I know it lets visual studio to separate WinForms UI code from the UI events, etc. But are there any practical uses for it?

+15  A: 

The partial keyword is typically used in code generation utilities to allow developers to add additional functionality to the generated code without the fear of that code being erased if the code is generated again.

With C# 3 the partial keyword can be applied to methods to allow users of generated code to fill in blanks left by the generator. The Linq To Sql designer for example provides partial methods that allow you to add logic to the classes that the framework will call if implemented. The benefit here is that the C# compiler will completely remove unimplemented partial methods, so there is no performance hit at all for not implementing them.

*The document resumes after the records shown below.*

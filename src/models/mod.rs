//! Data models for the library server

pub mod book;
pub mod reader;

use validator::{ValidationError, ValidationErrors};

// Re-export commonly used types
pub use book::{Book, CreateBook, UpdateBook};
pub use reader::{CreateReader, Reader, UpdateReader};

/// Flatten validation errors into their messages, ordered by `fields`.
///
/// Errors on fields not listed are dropped.
pub fn validation_messages(errors: &ValidationErrors, fields: &[&str]) -> Vec<String> {
    let field_errors = errors.field_errors();

    fields
        .iter()
        .flat_map(|field| {
            field_errors
                .iter()
                .filter(move |(name, _)| name.eq_ignore_ascii_case(field))
                .flat_map(|(name, errors)| {
                    errors.iter().map(move |error| match &error.message {
                        Some(message) => message.to_string(),
                        None => format!("Invalid value for {}", name),
                    })
                })
        })
        .collect()
}

/// Reject strings made only of whitespace, including the empty string
pub fn not_blank(value: &str) -> Result<(), ValidationError> {
    if value.trim().is_empty() {
        return Err(ValidationError::new("not_blank"));
    }
    Ok(())
}
//! Error types for the library server

use axum::{
    extract::rejection::{JsonRejection, PathRejection},
    http::StatusCode,
    response::{IntoResponse, Response},
    Json,
};
use serde::Serialize;
use thiserror::Error;

/// Message returned for every lookup that matches no record
pub const NOT_FOUND_MESSAGE: &str = "The book could not be found.";

/// Main application error type
#[derive(Error, Debug)]
pub enum AppError {
    #[error("Not found: {0}")]
    NotFound(String),

    #[error("Validation error: {}", .0.join(", "))]
    Validation(Vec<String>),

    #[error("Bad request: {0}")]
    BadRequest(String),

    #[error("Database error: {0}")]
    Database(#[from] sqlx::Error),

    #[error("Migration error: {0}")]
    Migration(#[from] sqlx::migrate::MigrateError),

    #[error("Internal server error: {0}")]
    Internal(String),
}

impl AppError {
    /// Lookup failure with the fixed client-facing message
    pub fn not_found() -> Self {
        AppError::NotFound(NOT_FOUND_MESSAGE.to_string())
    }
}

impl From<JsonRejection> for AppError {
    fn from(rejection: JsonRejection) -> Self {
        match rejection {
            // Well-formed JSON holding a value of the wrong type
            JsonRejection::JsonDataError(e) => AppError::Validation(vec![e.body_text()]),
            other => AppError::BadRequest(other.body_text()),
        }
    }
}

impl From<PathRejection> for AppError {
    fn from(rejection: PathRejection) -> Self {
        AppError::BadRequest(rejection.body_text())
    }
}

/// Error response body
#[derive(Serialize, utoipa::ToSchema)]
pub struct ErrorResponse {
    pub error: String,
}

impl IntoResponse for AppError {
    fn into_response(self) -> Response {
        let (status, message) = match self {
            // Validation failures are reported as a bare list of messages
            AppError::Validation(messages) => {
                return (StatusCode::UNPROCESSABLE_ENTITY, Json(messages)).into_response();
            }
            AppError::NotFound(msg) => (StatusCode::NOT_FOUND, msg),
            AppError::BadRequest(msg) => (StatusCode::BAD_REQUEST, msg),
            AppError::Database(e) => {
                tracing::error!("Database error: {:?}", e);
                (
                    StatusCode::INTERNAL_SERVER_ERROR,
                    "Database error".to_string(),
                )
            }
            AppError::Migration(e) => {
                tracing::error!("Migration error: {:?}", e);
                (
                    StatusCode::INTERNAL_SERVER_ERROR,
                    "Database error".to_string(),
                )
            }
            AppError::Internal(msg) => {
                tracing::error!("Internal error: {}", msg);
                (
                    StatusCode::INTERNAL_SERVER_ERROR,
                    "Internal server error".to_string(),
                )
            }
        };

        (status, Json(ErrorResponse { error: message })).into_response()
    }
}

/// Result type alias for application operations
pub type AppResult<T> = Result<T, AppError>;
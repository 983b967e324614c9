//! Health check endpoints

use axum::{extract::State, Json};
use serde::Serialize;
use utoipa::ToSchema;

use crate::error::AppResult;

#[derive(Serialize, ToSchema)]
pub struct HealthResponse {
    /// Current status of the service
    pub status: String,
    /// Version of the service
    pub version: String,
}

/// Health check endpoint
#[utoipa::path(
    get,
    path = "/health",
    tag = "health",
    responses(
        (status = 200, description = "Service is healthy", body = HealthResponse)
    )
)]
pub async fn health_check() -> Json<HealthResponse> {
    Json(HealthResponse {
        status: "healthy".to_string(),
        version: env!("CARGO_PKG_VERSION").to_string(),
    })
}

/// Readiness check endpoint (checks database connectivity)
#[utoipa::path(
    get,
    path = "/ready",
    tag = "health",
    responses(
        (status = 200, description = "Service is ready", body = HealthResponse),
        (status = 500, description = "Database unreachable")
    )
)]
pub async fn readiness_check(
    State(state): State<crate::AppState>,
) -> AppResult<Json<HealthResponse>> {
    state.services.repository.ping().await?;
    Ok(Json(HealthResponse {
        status: "ready".to_string(),
        version: env!("CARGO_PKG_VERSION").to_string(),
    }))
}
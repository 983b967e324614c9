//! Book API endpoints

use axum::{extract::State, http::StatusCode, Json};

use crate::{
    error::{AppResult, ErrorResponse},
    models::book::{Book, CreateBook, UpdateBook},
};

use super::{record_id, AppJson, AppPath};

/// List all books
#[utoipa::path(
    get,
    path = "/books",
    tag = "books",
    responses(
        (status = 200, description = "All books", body = Vec<Book>)
    )
)]
pub async fn list_books(State(state): State<crate::AppState>) -> AppResult<Json<Vec<Book>>> {
    let books = state.services.books.list().await?;
    Ok(Json(books))
}

/// Get book by ID
#[utoipa::path(
    get,
    path = "/books/{id}",
    tag = "books",
    params(("id" = i64, Path, description = "Book ID")),
    responses(
        (status = 200, description = "Book details", body = Book),
        (status = 404, description = "Book not found", body = ErrorResponse)
    )
)]
pub async fn get_book(
    State(state): State<crate::AppState>,
    AppPath(id): AppPath<i64>,
) -> AppResult<Json<Book>> {
    let id = record_id(id)?;
    let book = state.services.books.get_by_id(id).await?;
    Ok(Json(book))
}

/// Create a book
#[utoipa::path(
    post,
    path = "/books",
    tag = "books",
    request_body = CreateBook,
    responses(
        (status = 201, description = "Book created", body = Book),
        (status = 422, description = "Validation messages", body = Vec<String>)
    )
)]
pub async fn create_book(
    State(state): State<crate::AppState>,
    AppJson(data): AppJson<CreateBook>,
) -> AppResult<(StatusCode, Json<Book>)> {
    let book = state.services.books.create(data).await?;
    Ok((StatusCode::CREATED, Json(book)))
}

/// Update some fields of a book
#[utoipa::path(
    patch,
    path = "/books/{id}",
    tag = "books",
    params(("id" = i64, Path, description = "Book ID")),
    request_body = UpdateBook,
    responses(
        (status = 200, description = "Book updated", body = Book),
        (status = 404, description = "Book not found", body = ErrorResponse),
        (status = 422, description = "Validation messages", body = Vec<String>)
    )
)]
pub async fn update_book(
    State(state): State<crate::AppState>,
    AppPath(id): AppPath<i64>,
    AppJson(data): AppJson<UpdateBook>,
) -> AppResult<Json<Book>> {
    let id = record_id(id)?;
    let book = state.services.books.update(id, &data).await?;
    Ok(Json(book))
}

/// Delete a book
#[utoipa::path(
    delete,
    path = "/books/{id}",
    tag = "books",
    params(("id" = i64, Path, description = "Book ID")),
    responses(
        (status = 204, description = "Book deleted"),
        (status = 404, description = "Book not found", body = ErrorResponse)
    )
)]
pub async fn delete_book(
    State(state): State<crate::AppState>,
    AppPath(id): AppPath<i64>,
) -> AppResult<StatusCode> {
    let id = record_id(id)?;
    state.services.books.delete(id).await?;
    Ok(StatusCode::NO_CONTENT)
}
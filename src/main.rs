//! Library Server - book catalog and reader accounts
//!
//! A Rust REST API server for a small library.

use sqlx::postgres::PgPoolOptions;
use std::net::SocketAddr;
use std::sync::Arc;
use tracing_subscriber::{layer::SubscriberExt, util::SubscriberInitExt};

use library_server::{
    api,
    config::AppConfig,
    repository::Repository,
    services::Services,
    AppState,
};

#[tokio::main]
async fn main() -> anyhow::Result<()> {
    // Load environment variables from .env file
    dotenvy::dotenv().ok();

    // Load configuration
    let config = AppConfig::load()?;

    // Initialize tracing
    let filter = tracing_subscriber::EnvFilter::try_from_default_env()
        .unwrap_or_else(|_| format!("library_server={},tower_http=debug", config.logging.level).into());

    let registry = tracing_subscriber::registry().with(filter);
    if config.logging.format == "json" {
        registry.with(tracing_subscriber::fmt::layer().json()).init();
    } else {
        registry.with(tracing_subscriber::fmt::layer()).init();
    }

    tracing::info!("Starting Library Server v{}", env!("CARGO_PKG_VERSION"));

    // Create database connection pool
    let pool = PgPoolOptions::new()
        .max_connections(config.database.max_connections)
        .min_connections(config.database.min_connections)
        .connect(&config.database.url)
        .await?;

    tracing::info!("Connected to database");

    let repository = Repository::new(pool);

    // Run migrations
    repository.migrate().await?;

    tracing::info!("Database migrations completed");

    let addr = SocketAddr::new(config.server.host.parse()?, config.server.port);

    // Create application state
    let state = AppState {
        config: Arc::new(config),
        services: Arc::new(Services::new(repository.clone())),
    };

    // Build router
    let app = api::create_router(state);

    tracing::info!("Server listening on http://{}", addr);

    let listener = tokio::net::TcpListener::bind(addr).await?;
    axum::serve(listener, app)
        .with_graceful_shutdown(shutdown_signal())
        .await?;

    tracing::info!("Shutting down, closing database connections");
    repository.close().await;

    Ok(())
}

async fn shutdown_signal() {
    if let Err(e) = tokio::signal::ctrl_c().await {
        tracing::error!("Failed to listen for shutdown signal: {}", e);
        std::future::pending::<()>().await;
    }
}
//! OpenAPI documentation

use axum::Router;
use utoipa::OpenApi;
use utoipa_swagger_ui::SwaggerUi;

use crate::api::{books, health, readers};

#[derive(OpenApi)]
#[openapi(
    info(
        title = "Library API",
        version = "1.0.0",
        description = "Book catalog and reader accounts REST API"
    ),
    paths(
        // Health
        health::health_check,
        health::readiness_check,
        // Books
        books::list_books,
        books::get_book,
        books::create_book,
        books::update_book,
        books::delete_book,
        // Readers
        readers::list_readers,
        readers::get_reader,
        readers::create_reader,
        readers::update_reader,
        readers::delete_reader,
    ),
    components(
        schemas(
            crate::models::book::Book,
            crate::models::book::CreateBook,
            crate::models::book::UpdateBook,
            crate::models::reader::Reader,
            crate::models::reader::CreateReader,
            crate::models::reader::UpdateReader,
            health::HealthResponse,
            crate::error::ErrorResponse,
        )
    ),
    tags(
        (name = "health", description = "Health check endpoints"),
        (name = "books", description = "Book catalog"),
        (name = "readers", description = "Reader accounts")
    )
)]
pub struct ApiDoc;

/// Create the OpenAPI documentation router
pub fn create_openapi_router() -> Router {
    Router::new()
        .merge(SwaggerUi::new("/swagger-ui").url("/api-docs/openapi.json", ApiDoc::openapi()))
}
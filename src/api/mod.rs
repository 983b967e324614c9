//! API handlers for the library REST endpoints

pub mod books;
pub mod health;
pub mod openapi;
pub mod readers;

use axum::{
    extract::{FromRequest, FromRequestParts},
    http::HeaderValue,
    routing::get,
    Router,
};
use tower_http::{
    cors::{AllowOrigin, Any, CorsLayer},
    trace::TraceLayer,
};

use crate::{
    error::{AppError, AppResult},
    AppState,
};

/// JSON body extractor whose rejections use the application error shapes
#[derive(FromRequest)]
#[from_request(via(axum::Json), rejection(AppError))]
pub struct AppJson<T>(pub T);

/// Path extractor whose rejections use the application error shapes
#[derive(FromRequestParts)]
#[from_request(via(axum::extract::Path), rejection(AppError))]
pub struct AppPath<T>(pub T);

/// Convert a path identifier to a record ID.
///
/// Identifiers outside the `i32` range cannot match any record.
pub fn record_id(id: i64) -> AppResult<i32> {
    i32::try_from(id).map_err(|_| AppError::not_found())
}

/// Create the application router with all routes
pub fn create_router(state: AppState) -> Router {
    // CORS configuration, any origin unless origins are configured
    let origins = &state.config.server.cors_origins;
    let allow_origin = if origins.is_empty() {
        AllowOrigin::from(Any)
    } else {
        let parsed: Vec<HeaderValue> = origins
            .iter()
            .filter_map(|origin| match origin.parse::<HeaderValue>() {
                Ok(value) => Some(value),
                Err(_) => {
                    tracing::warn!("Ignoring invalid CORS origin: {}", origin);
                    None
                }
            })
            .collect();
        AllowOrigin::list(parsed)
    };

    let cors = CorsLayer::new()
        .allow_origin(allow_origin)
        .allow_methods(Any)
        .allow_headers(Any);

    let api = Router::new()
        // Health check
        .route("/health", get(health::health_check))
        .route("/ready", get(health::readiness_check))
        // Books
        .route("/books", get(books::list_books).post(books::create_book))
        .route(
            "/books/:id",
            get(books::get_book)
                .patch(books::update_book)
                .delete(books::delete_book),
        )
        // Readers
        .route("/readers", get(readers::list_readers).post(readers::create_reader))
        .route(
            "/readers/:id",
            get(readers::get_reader)
                .patch(readers::update_reader)
                .delete(readers::delete_reader),
        )
        .with_state(state);

    // OpenAPI documentation
    let openapi = openapi::create_openapi_router();

    Router::new()
        .merge(api)
        .merge(openapi)
        .layer(TraceLayer::new_for_http())
        .layer(cors)
}
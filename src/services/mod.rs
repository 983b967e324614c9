//! Business logic services

pub mod books;
pub mod readers;

use crate::repository::Repository;

/// Container for all services
#[derive(Clone)]
pub struct Services {
    pub books: books::BooksService,
    pub readers: readers::ReadersService,
    pub repository: Repository,
}

impl Services {
    /// Create all services with the given repository
    pub fn new(repository: Repository) -> Self {
        Self {
            books: books::BooksService::new(repository.clone()),
            readers: readers::ReadersService::new(repository.clone()),
            repository,
        }
    }
}
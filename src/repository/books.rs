//! Books repository for database operations

use chrono::Utc;
use sqlx::{Pool, Postgres};

use crate::{
    error::{AppError, AppResult},
    models::book::{Book, BookFields},
};

#[derive(Clone)]
pub struct BooksRepository {
    pool: Pool<Postgres>,
}

impl BooksRepository {
    pub fn new(pool: Pool<Postgres>) -> Self {
        Self { pool }
    }

    /// List all books
    pub async fn list(&self) -> AppResult<Vec<Book>> {
        let rows = sqlx::query_as::<_, Book>("SELECT * FROM books ORDER BY id")
            .fetch_all(&self.pool)
            .await?;
        Ok(rows)
    }

    /// Get book by ID
    pub async fn get_by_id(&self, id: i32) -> AppResult<Book> {
        sqlx::query_as::<_, Book>("SELECT * FROM books WHERE id = $1")
            .bind(id)
            .fetch_optional(&self.pool)
            .await?
            .ok_or_else(AppError::not_found)
    }

    /// Insert a validated book
    pub async fn create(&self, data: &BookFields) -> AppResult<Book> {
        let row = sqlx::query_as::<_, Book>(
            r#"
            INSERT INTO books (title, author, genre, isbn)
            VALUES ($1, $2, $3, $4)
            RETURNING *
            "#,
        )
        .bind(&data.title)
        .bind(&data.author)
        .bind(&data.genre)
        .bind(&data.isbn)
        .fetch_one(&self.pool)
        .await?;
        Ok(row)
    }

    /// Overwrite a book with a validated field set
    pub async fn update(&self, id: i32, data: &BookFields) -> AppResult<Book> {
        sqlx::query_as::<_, Book>(
            r#"
            UPDATE books
            SET title = $1, author = $2, genre = $3, isbn = $4, updated_at = $5
            WHERE id = $6
            RETURNING *
            "#,
        )
        .bind(&data.title)
        .bind(&data.author)
        .bind(&data.genre)
        .bind(&data.isbn)
        .bind(Utc::now())
        .bind(id)
        .fetch_optional(&self.pool)
        .await?
        .ok_or_else(AppError::not_found)
    }

    /// Delete a book
    pub async fn delete(&self, id: i32) -> AppResult<()> {
        let result = sqlx::query("DELETE FROM books WHERE id = $1")
            .bind(id)
            .execute(&self.pool)
            .await?;
        if result.rows_affected() == 0 {
            return Err(AppError::not_found());
        }
        Ok(())
    }
}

Partial classes can also be used to organize very large classes into separate code files, although this sort of usage is usually a sign that your classes are too large and are taking on too many responsibilities.

Erik Forbes
+1  A: 

I'm using it for partitioning helper classes where some methods need lots of code. This is quite an easy way of retaining readability as each file only deals with a portion of the class's functionality.

Joey
A: 

The LINQ to SQL designer uses it extensively to split custom behaviors (partial methods) outside of the mapping class.
In short, its main purpose is for code generators.
Hope this helps.

Jaime Febres
+1  A: 

In VB you can use it to separate "normal" code from code that needs late binding via "Option Strict Off".

In C# I only use it for unusually large classes.

Jonathan Allen
+1  A: 

The best use for the partial keyword that I can think of is nested classes. Without the partial keyword all nested classes must go in the same code file as the containing class.

Snarfblam
Oo, excellent idea! Never occurred to me to do this.
Erik Forbes
A: 

I use partial classes and methods all the time with Linq2Sql. Otherwise I have never used it for anything besides UI/Code-behind classes.

One of the great things that I like about partial classes in linq2sql is that you can have the partial class inherit an interface and it will map the interface to the generated class. This is great if you have more than one Data provider and still want to use the same interfaces for all the Data access classes.

Sruly
+2  A: 

One use I have found is for code that you may not want to exist in production code such as tracing or dev logging code. You could place this in the partial class and then when you do a production build you simply build without those partials included and the compiler will auto-magically strip out any calls to those partials that were excluded.

Jon Erickson
Partial methods probably works even better for that particular use case.
JasonTrue
Another good idea - +1
Erik Forbes
@JasonTrue - yea partial methods would work great as well, just use one or the other depending on needs of the situation.
Jon Erickson
A: 

WPF uses partial classes extensively. The XAML generates a partial class that you can add to.

cletus
A: 

I use partial classes to reduce the merge pain with version control when I know that we would have several developers working on one class. For example, we often have our DAL class split into several partial class files. If you don't put them in different files, it's easy to get merge conflicts that take a while to fix when checked into version ctl.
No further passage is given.